If it weren't for my ski mountaineering mentors I would either: (1) not have accomplished many of my goals, or  (2) not be here today because of foolish decision making.

When an opportunity arises for you to learn from an experienced ski mountaineer make sure you are ready.  That person is likely going out of his/her way to do you a favor, so make it as easy for him/her as possible.  Study what you are attempting (see #4), make sure you've trained for what you attempting (see #5) and make sure you have all the necessary equipment for what you are attempting (see #7).  The easier you make it for the people you want to learn from, the easier it will be to find people to learn from.

If you are reading this as an experienced ski mountaineer I'd like to suggest that it is your duty to give back to the sport by helping novices.  Remember, you were once in their boots.  Help them learn, help them be safe, and help them maintain a sense of humility and respect.


3 - Get Formal Training

University students learning about snow.
Along with finding more experienced ski mountaineers to learn from, a great way to understand the risks of the ski mountaineering environment is through formal training.  Take an avalanche class (or two, or three), a mountaineering skills course, or attend a ski mountaineering camp.  Companies like Exum Guides offer camps that will train you for big and difficult objectives.


Along with my formal avalanche training through AIARE, I've taken part in guiding courses and mountaineering skill camps.  Each one taught me something new and different, and they were enjoyable experiences in and of themselves.

Commit to some formal training.  It will be worth it.


4 - Be a Ski Mountaineering Student

I did years of study before this descent.
If you want to be a good ski mountaineer you've got to study ski mountaineering.  Start by learning some of the history of the sport.  Read about and appreciate the accomplishments of those who came before you.  Learn from their successes and failures.  Learn from their good ideas and mistakes.  Read their trip reports and expedition accounts.  You'll be educated and inspired all at the same time.

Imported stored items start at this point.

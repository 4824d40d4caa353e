pub mod ai;
pub mod health;
pub mod memes;
pub mod news;
pub mod prices;
pub mod users;
pub mod votes;

use axum::http::StatusCode;
use axum::routing::{get, post};
use axum::{Json, Router};
use serde::Serialize;
use serde_json::{json, Value};

use crate::error::AppError;
use crate::state::AppState;

/// All `/api` routes. Unknown `/api` paths answer with a JSON 404 instead of the SPA.
pub fn api_router() -> Router<AppState> {
    let api = Router::new()
        .route("/health", get(health::health))
        .route("/news", get(news::get_news))
        .route("/prices", get(prices::get_prices))
        .route("/prices/{coin_id}/history", get(prices::get_price_history))
        .route("/ai/insight", get(ai::get_insight))
        .route("/memes", get(memes::get_memes))
        // Votes - fixed path before the two-segment wildcard
        .route("/votes", post(votes::create_vote))
        .route("/votes/user", get(votes::get_user_votes))
        .route(
            "/votes/{content_type}/{content_id}",
            get(votes::get_vote_counts).delete(votes::delete_vote),
        )
        .route(
            "/users/preferences",
            get(users::get_preferences).put(users::update_preferences),
        )
        .fallback(api_not_found);

    Router::new().nest("/api", api)
}

async fn api_not_found() -> (StatusCode, Json<Value>) {
    (
        StatusCode::NOT_FOUND,
        Json(json!({ "success": false, "message": "Route not found" })),
    )
}

/// `{"success": true, "data": ...}`
pub fn data_envelope<T: Serialize>(data: T) -> Json<Value> {
    Json(json!({ "success": true, "data": data }))
}

/// `{"success": true, ...fields of body}`
pub fn flat_envelope<T: Serialize>(body: T) -> Result<Json<Value>, AppError> {
    let mut value = serde_json::to_value(body).map_err(|e| AppError::Internal(e.to_string()))?;
    match value.as_object_mut() {
        Some(fields) => {
            fields.insert("success".to_string(), Value::Bool(true));
            Ok(Json(value))
        }
        None => Err(AppError::Internal("Response body is not an object".into())),
    }
}

#[cfg(test)]
pub(crate) mod tests {
    use super::*;
    use crate::dashboard::testing::{dashboard, FakeUpstream};
    use axum::body::Body;
    use axum::http::{header, Method, Request};
    use sqlx::postgres::PgPoolOptions;
    use tower::ServiceExt;

    /// Router over fakes and a pool that never connects unless a handler reaches SQL
    pub(crate) fn test_router() -> Router {
        let pool = PgPoolOptions::new()
            .connect_lazy("postgres://localhost/cryptopal_test")
            .unwrap();
        let (dashboard, _, _) = dashboard(FakeUpstream::default());
        api_router().with_state(AppState { pool, dashboard })
    }

    pub(crate) async fn body_json(response: axum::response::Response) -> Value {
        let body = axum::body::to_bytes(response.into_body(), usize::MAX)
            .await
            .unwrap();
        serde_json::from_slice(&body).unwrap()
    }

    #[tokio::test]
    async fn test_protected_routes_require_session() {
        let cases = [
            (Method::GET, "/api/news"),
            (Method::GET, "/api/prices"),
            (Method::GET, "/api/prices/bitcoin/history"),
            (Method::GET, "/api/ai/insight"),
            (Method::GET, "/api/memes"),
            (Method::GET, "/api/votes/user"),
            (Method::GET, "/api/votes/news/1"),
            (Method::DELETE, "/api/votes/news/1"),
            (Method::GET, "/api/users/preferences"),
        ];

        for (method, uri) in cases {
            let response = test_router()
                .oneshot(
                    Request::builder()
                        .method(method)
                        .uri(uri)
                        .body(Body::empty())
                        .unwrap(),
                )
                .await
                .unwrap();

            assert_eq!(response.status(), StatusCode::UNAUTHORIZED, "{uri}");
            assert_eq!(body_json(response).await["success"], false);
        }
    }

    #[tokio::test]
    async fn test_non_bearer_authorization_is_rejected() {
        let response = test_router()
            .oneshot(
                Request::builder()
                    .method(Method::POST)
                    .uri("/api/votes")
                    .header(header::AUTHORIZATION, "Basic dXNlcjpwYXNz")
                    .header(header::CONTENT_TYPE, "application/json")
                    .body(Body::from(r#"{"contentType":"news","contentId":"1","voteType":"up"}"#))
                    .unwrap(),
            )
            .await
            .unwrap();

        assert_eq!(response.status(), StatusCode::UNAUTHORIZED);
    }

    #[tokio::test]
    async fn test_unknown_api_path_is_json_404() {
        let response = test_router()
            .oneshot(Request::builder().uri("/api/nope").body(Body::empty()).unwrap())
            .await
            .unwrap();

        assert_eq!(response.status(), StatusCode::NOT_FOUND);
        assert_eq!(body_json(response).await["message"], "Route not found");
    }

    #[test]
    fn test_flat_envelope() {
        let Json(value) = flat_envelope(json!({"counts": {"upvotes": 1}})).unwrap();
        assert_eq!(value["success"], true);
        assert_eq!(value["counts"]["upvotes"], 1);

        assert!(flat_envelope(vec![1, 2]).is_err());
    }
}
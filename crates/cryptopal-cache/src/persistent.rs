//! Durable get-or-create cache with a per-key upstream call budget

use crate::error::CacheError;
use crate::store::CacheStore;
use chrono::{DateTime, Duration, Utc};
use cryptopal_db::{CacheEntryRow, ClaimRefreshParams};
use serde::de::DeserializeOwned;
use serde::Serialize;
use std::fmt;
use std::future::Future;
use std::sync::Arc;
use tracing::{debug, error, info, warn};

/// Maximum number of successful upstream refreshes recorded per key
pub const API_CALL_BUDGET: i32 = 2;

/// TTL applied by [`PersistentCache::get_or_create`]
pub const DEFAULT_TTL_HOURS: i64 = 24;

/// How long a new key's reservation blocks other refreshes while its first
/// fetch runs. Matches the upstream client timeouts.
const REFRESH_LEASE_SECS: i64 = 30;

/// How often a request waiting on another request's refresh re-reads the row
const PENDING_POLL_INTERVAL: std::time::Duration = std::time::Duration::from_millis(25);

/// Payloads above this serialized size are logged as a summary only
const LARGE_PAYLOAD_BYTES: usize = 500;

/// Cache of record shielding metered upstream APIs.
///
/// Fresh entries are returned without calling upstream. Expired, missing or
/// unreadable entries are refreshed only while the key is under
/// [`API_CALL_BUDGET`]; after that, and whenever the fetch fails, the last
/// stored value is served. Concurrent misses on a new key wait for the first
/// request's fetch instead of spending a second call.
#[derive(Clone)]
pub struct PersistentCache {
    store: Arc<dyn CacheStore>,
}

impl PersistentCache {
    pub fn new(store: Arc<dyn CacheStore>) -> Self {
        Self { store }
    }

    /// [`Self::get_or_create_with_ttl`] with a [`DEFAULT_TTL_HOURS`] TTL
    pub async fn get_or_create<T, F, Fut, E>(
        &self,
        key: &str,
        fetch: F,
    ) -> Result<T, CacheError<E>>
    where
        T: Serialize + DeserializeOwned,
        F: FnOnce() -> Fut,
        Fut: Future<Output = Result<T, E>>,
        E: fmt::Display,
    {
        self.get_or_create_with_ttl(key, Duration::hours(DEFAULT_TTL_HOURS), fetch)
            .await
    }

    /// Return cached data for `key`, calling `fetch` only when the entry is
    /// missing, expired or unreadable and the key still has call budget left.
    pub async fn get_or_create_with_ttl<T, F, Fut, E>(
        &self,
        key: &str,
        ttl: Duration,
        fetch: F,
    ) -> Result<T, CacheError<E>>
    where
        T: Serialize + DeserializeOwned,
        F: FnOnce() -> Fut,
        Fut: Future<Output = Result<T, E>>,
        E: fmt::Display,
    {
        if key.is_empty() {
            return Err(CacheError::InvalidKey);
        }

        let (api_calls, stale) = loop {
            let now = Utc::now();
            let existing = self.store.find(key).await.map_err(CacheError::Store)?;

            let mut stale: Option<T> = None;
            let mut unreadable = false;
            if let Some(entry) = existing {
                if is_pending(&entry, now) {
                    debug!(key = %key, "Waiting for in-flight refresh");
                    tokio::time::sleep(PENDING_POLL_INTERVAL).await;
                    continue;
                }
                let is_fresh = now < entry.expires_at;
                if let Some(value) = entry.data {
                    match decode(key, value) {
                        Some(data) if is_fresh => {
                            debug!(key = %key, "Cache hit");
                            return Ok(data);
                        }
                        Some(data) => stale = Some(data),
                        None => unreadable = true,
                    }
                }
            }

            let params = ClaimRefreshParams {
                budget: API_CALL_BUDGET,
                now,
                lease_until: now + Duration::seconds(REFRESH_LEASE_SECS),
                ignore_expiry: unreadable,
            };
            let claimed = self
                .store
                .claim_refresh(key, &params)
                .await
                .map_err(CacheError::Store)?;

            match claimed {
                Some(count) => break (count, stale),
                None => {
                    if let Some(data) = stale {
                        debug!(
                            key = %key,
                            api_calls = %format!("{}/{}", API_CALL_BUDGET, API_CALL_BUDGET),
                            "Using cached data (API limit reached)"
                        );
                        return Ok(data);
                    }
                    // Another request may have claimed the key since our read
                    match self.store.find(key).await.map_err(CacheError::Store)? {
                        Some(entry) if is_pending(&entry, Utc::now()) => continue,
                        Some(entry) => {
                            if let Some(data) = entry.data.and_then(|v| decode(key, v)) {
                                return Ok(data);
                            }
                        }
                        None => continue,
                    }
                    return Err(CacheError::BudgetExhausted {
                        key: key.to_string(),
                    });
                }
            }
        };

        match fetch().await {
            Ok(fresh) => {
                let value = match serde_json::to_value(&fresh) {
                    Ok(v) => v,
                    Err(e) => {
                        self.release(key).await;
                        return Err(CacheError::Serialize(e));
                    }
                };

                let stored_at = Utc::now();
                if let Err(e) = self
                    .store
                    .complete_refresh(key, &value, stored_at + ttl, stored_at)
                    .await
                {
                    error!(key = %key, error = %e, "Failed to store fresh data");
                }

                log_refresh(key, &value, api_calls);
                Ok(fresh)
            }
            Err(e) => {
                error!(key = %key, error = %e, "Error fetching data");
                self.release(key).await;

                match stale {
                    Some(data) => {
                        warn!(key = %key, "Returning expired cache data");
                        Ok(data)
                    }
                    None => Err(CacheError::Fetch(e)),
                }
            }
        }
    }

    /// Delete rows that expired before `before`
    pub async fn purge_expired(&self, before: DateTime<Utc>) -> Result<u64, sqlx::Error> {
        self.store.purge_expired(before).await
    }

    async fn release(&self, key: &str) {
        if let Err(e) = self.store.release_claim(key).await {
            warn!(key = %key, error = %e, "Failed to release cache claim");
        }
    }
}

/// A data-less reservation whose fetch is still within its lease
fn is_pending(entry: &CacheEntryRow, now: DateTime<Utc>) -> bool {
    entry.data.is_none() && entry.expires_at > now
}

fn decode<T: DeserializeOwned>(key: &str, value: serde_json::Value) -> Option<T> {
    match serde_json::from_value(value) {
        Ok(data) => Some(data),
        Err(e) => {
            warn!(key = %key, error = %e, "Ignoring cached data with unexpected shape");
            None
        }
    }
}

fn log_refresh(key: &str, value: &serde_json::Value, api_calls: i32) {
    let api_calls = format!("{}/{}", api_calls, API_CALL_BUDGET);
    let serialized = value.to_string();
    if serialized.len() > LARGE_PAYLOAD_BYTES {
        info!(
            key = %key,
            api_calls = %api_calls,
            bytes = serialized.len(),
            "Fetched fresh data (large dataset)"
        );
    } else {
        debug!(key = %key, api_calls = %api_calls, data = %serialized, "Fetched fresh data");
    }
}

Along with the history of ski mountaineering, study all the other aspects of the sport.  Study and practice snow science.  Study and practice rope work.  Study survival skills.  Study old and new gear technology.  Study and keep up with current ski mountaineering feats.

If you are planning a ski mountaineering objective of your own, spend hours pouring over maps and pictures of the area.  Search for trip reports from others who attempted the same or a similar objective.

A studious ski mountaineer is a better ski mountaineer.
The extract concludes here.